We would have liked to do a more thorough analysis, but our initial tools need some polishing to give more accurate results (note: if you’re a coder and would like to help, contact us). For the top countries, it is not surprising that the top 5 are all English speaking, as that is the language of the hashtag. By looking at the map, you can see that the UK and Ireland are a mecca of science communication considering such a smaller population than the US and Canada, and Australia does well also.
For the US states, we also considered population, and marked the states/regions which are not in the top 10 in the US according to population, and this indicates the states or regions with the highest ‘concentration:’ Washington, District of Columbia (Washington, DC), Massachussetts and Maryland.
Hand waving aside, our ‘human analysis’ of the map seems to indicate that the US east coast and UK/Ireland are more rife with science communicators than the US west coast. Yes, California is #2, but we are a big state with 2 biotech clusters, to me the map and the data does not show the dominance we should have. What causes these geographic differences? ‘Instigators’ such as Bora Zivkovic and Lou Woodley and the ScienceOnline events in North Carolina, London, and New York City that they organize certainly have made a difference in these regions. However, the west coast has Liz Neeley in Seattle, events and proponents in San Francisco, SciFund and the San Diego Biotechnology Network. Am I being too critical of the west coast?
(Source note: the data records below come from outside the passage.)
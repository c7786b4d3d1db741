//! Names and attribute types.

use std::collections::HashSet;

use super::{Diagnostic, Target};
use crate::model::{Attribute, Model};

pub(super) fn check(model: &Model, out: &mut Vec<Diagnostic>) {
    if model.entities.is_empty() {
        out.push(Diagnostic::error(
            "empty-model",
            "the model must contain at least one entity",
        ));
    }

    let mut seen = HashSet::new();
    let mut reported = HashSet::new();
    for entity in &model.entities {
        let name = entity.name.trim();
        if name.is_empty() {
            out.push(Diagnostic::error(
                "empty-entity-name",
                "an entity must have a non-empty name",
            ));
            continue;
        }
        if !seen.insert(name) && reported.insert(name) {
            out.push(
                Diagnostic::error(
                    "duplicate-entity",
                    format!("entity '{}' is declared more than once", name),
                )
                .on(Target::entity(name)),
            );
        }
        if entity.attributes.is_empty() {
            out.push(
                Diagnostic::warning(
                    "entity-without-attributes",
                    format!("entity '{}' has no attributes", name),
                )
                .on(Target::entity(name)),
            );
        }
        if !follows_convention(name) {
            out.push(
                Diagnostic::warning(
                    "naming-convention",
                    format!(
                        "entity name '{}' should start with a letter and use only letters, \
                         digits, '_' or '-'",
                        name
                    ),
                )
                .on(Target::entity(name)),
            );
        }
    }

    let mut seen = HashSet::new();
    let mut reported = HashSet::new();
    for association in &model.associations {
        let name = association.name.trim();
        if name.is_empty() {
            out.push(Diagnostic::error(
                "empty-association-name",
                "an association must have a non-empty name",
            ));
            continue;
        }
        if !seen.insert(name) && reported.insert(name) {
            out.push(
                Diagnostic::error(
                    "duplicate-association",
                    format!("association '{}' is declared more than once", name),
                )
                .on(Target::association(name)),
            );
        }
    }

    for entity in &model.entities {
        check_attributes(entity.name.trim(), "entity", &entity.attributes, out);
    }
    for association in &model.associations {
        check_attributes(association.name.trim(), "association", &association.attributes, out);
    }
}

/// Starts with a letter; letters, digits, `_` and `-` after that.
fn follows_convention(name: &str) -> bool {
    let mut chars = name.chars();
    chars.next().is_some_and(char::is_alphabetic)
        && chars.all(|c| c.is_alphanumeric() || c == '_' || c == '-')
}

fn check_attributes(
    owner: &str,
    owner_kind: &str,
    attributes: &[Attribute],
    out: &mut Vec<Diagnostic>,
) {
    let mut seen = HashSet::new();
    let mut reported = HashSet::new();

    for attr in attributes {
        let name = attr.name.trim();
        if name.is_empty() {
            out.push(
                Diagnostic::error(
                    "empty-attribute-name",
                    format!("{} '{}' has an attribute without a name", owner_kind, owner),
                )
                .on(Target::attribute(owner, "")),
            );
            continue;
        }

        if !seen.insert(name) && reported.insert(name) {
            out.push(
                Diagnostic::error(
                    "duplicate-attribute",
                    format!(
                        "attribute '{}' appears more than once in {} '{}'",
                        name, owner_kind, owner
                    ),
                )
                .on(Target::attribute(owner, name)),
            );
        }

        if attr.typ.trim().is_empty() {
            out.push(
                Diagnostic::error(
                    "missing-attribute-type",
                    format!("attribute '{}' of {} '{}' has no type", name, owner_kind, owner),
                )
                .on(Target::attribute(owner, name)),
            );
        }
    }
}

#[cfg(test)]
mod tests {
    use super::super::tests::{client_produit, codes};
    use super::super::{validate, Severity};
    use super::*;
    use crate::model::{Association, Entity};

    fn run(model: &Model) -> Vec<Diagnostic> {
        let mut out = Vec::new();
        check(model, &mut out);
        out
    }

    #[test]
    fn test_duplicate_entity_reported_once() {
        let mut model = client_produit();
        model.entities.push(Entity::new("Client", vec![Attribute::new("id", "INT")]));
        model.entities.push(Entity::new("Client", vec![Attribute::new("id", "INT")]));
        let out = run(&model);
        assert_eq!(codes(&out), vec!["duplicate-entity"]);
        assert_eq!(out[0].target, Some(Target::entity("Client")));
    }

    #[test]
    fn test_duplicate_association() {
        let mut model = client_produit();
        model.associations.push(Association::new("Achete", vec![]));
        assert_eq!(codes(&run(&model)), vec!["duplicate-association"]);
    }

    #[test]
    fn test_blank_names() {
        let mut model = client_produit();
        model.entities.push(Entity::new("   ", vec![]));
        model.associations.push(Association::new("", vec![]));
        let out = run(&model);
        assert_eq!(codes(&out), vec!["empty-entity-name", "empty-association-name"]);
    }

    #[test]
    fn test_duplicate_attributes_not_deduped() {
        let mut model = client_produit();
        model.entities[0].attributes.push(Attribute::new("name", "TEXT"));
        model.entities[0].attributes.push(Attribute::new("id", "INT"));
        let out = run(&model);
        assert_eq!(codes(&out), vec!["duplicate-attribute", "duplicate-attribute"]);
        assert_eq!(out[0].target, Some(Target::attribute("Client", "name")));
        // The model itself is untouched.
        assert_eq!(model.entities[0].attributes.len(), 4);
    }

    #[test]
    fn test_missing_type_on_association_attribute() {
        let mut model = client_produit();
        model.associations[0].attributes.push(Attribute::new("quantite", "  "));
        let out = validate(&model);
        assert!(out.iter().any(|d| d.code == "missing-attribute-type"
            && d.target == Some(Target::attribute("Achete", "quantite"))));
    }

    #[test]
    fn test_empty_model_is_an_error() {
        let out = validate(&Model::default());
        assert_eq!(codes(&out), vec!["empty-model"]);
        assert!(out[0].is_error());
        assert_eq!(out[0].target, None);
    }

    #[test]
    fn test_entity_without_attributes_warns() {
        let mut model = client_produit();
        model.entities.push(Entity::new("Vide", vec![]));
        let out = run(&model);
        assert_eq!(codes(&out), vec!["entity-without-attributes"]);
        assert_eq!(out[0].severity, Severity::Warning);
        assert_eq!(out[0].target, Some(Target::entity("Vide")));
    }

    #[test]
    fn test_naming_convention() {
        assert!(follows_convention("Client"));
        assert!(follows_convention("Ligne_Commande-2"));
        assert!(follows_convention("Employé"));
        assert!(!follows_convention("2024Vente"));
        assert!(!follows_convention("_Client"));
        assert!(!follows_convention("Prix TTC"));
        assert!(!follows_convention("@Var"));

        let mut model = client_produit();
        model.entities[0].name = "2024Vente".to_string();
        let out = run(&model);
        assert_eq!(codes(&out), vec!["naming-convention"]);
        assert_eq!(out[0].severity, Severity::Warning);
        assert!(out[0].message.contains("2024Vente"));
    }

    #[test]
    fn test_same_attribute_name_in_different_owners_is_fine() {
        let model = client_produit();
        assert!(run(&model).is_empty());
    }
}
How should you use this map? Find science communicators in your region and connect! Meet informally or formally. We found a few new Twitterers in San Diego and I’m also traveling to Minneapolis soon to give a talk and have identified a few. Also, let us know which other hashtags for which you’d like a map, it’s all about connecting! We hope that this map, while it may point out the ‘deficiencies’ in our region, will stimulate discussions and more interest, our event will be a good opportunity. Also, if you’d like to try to do some more analyses of the data, feel free–the KML file can be loaded into excel.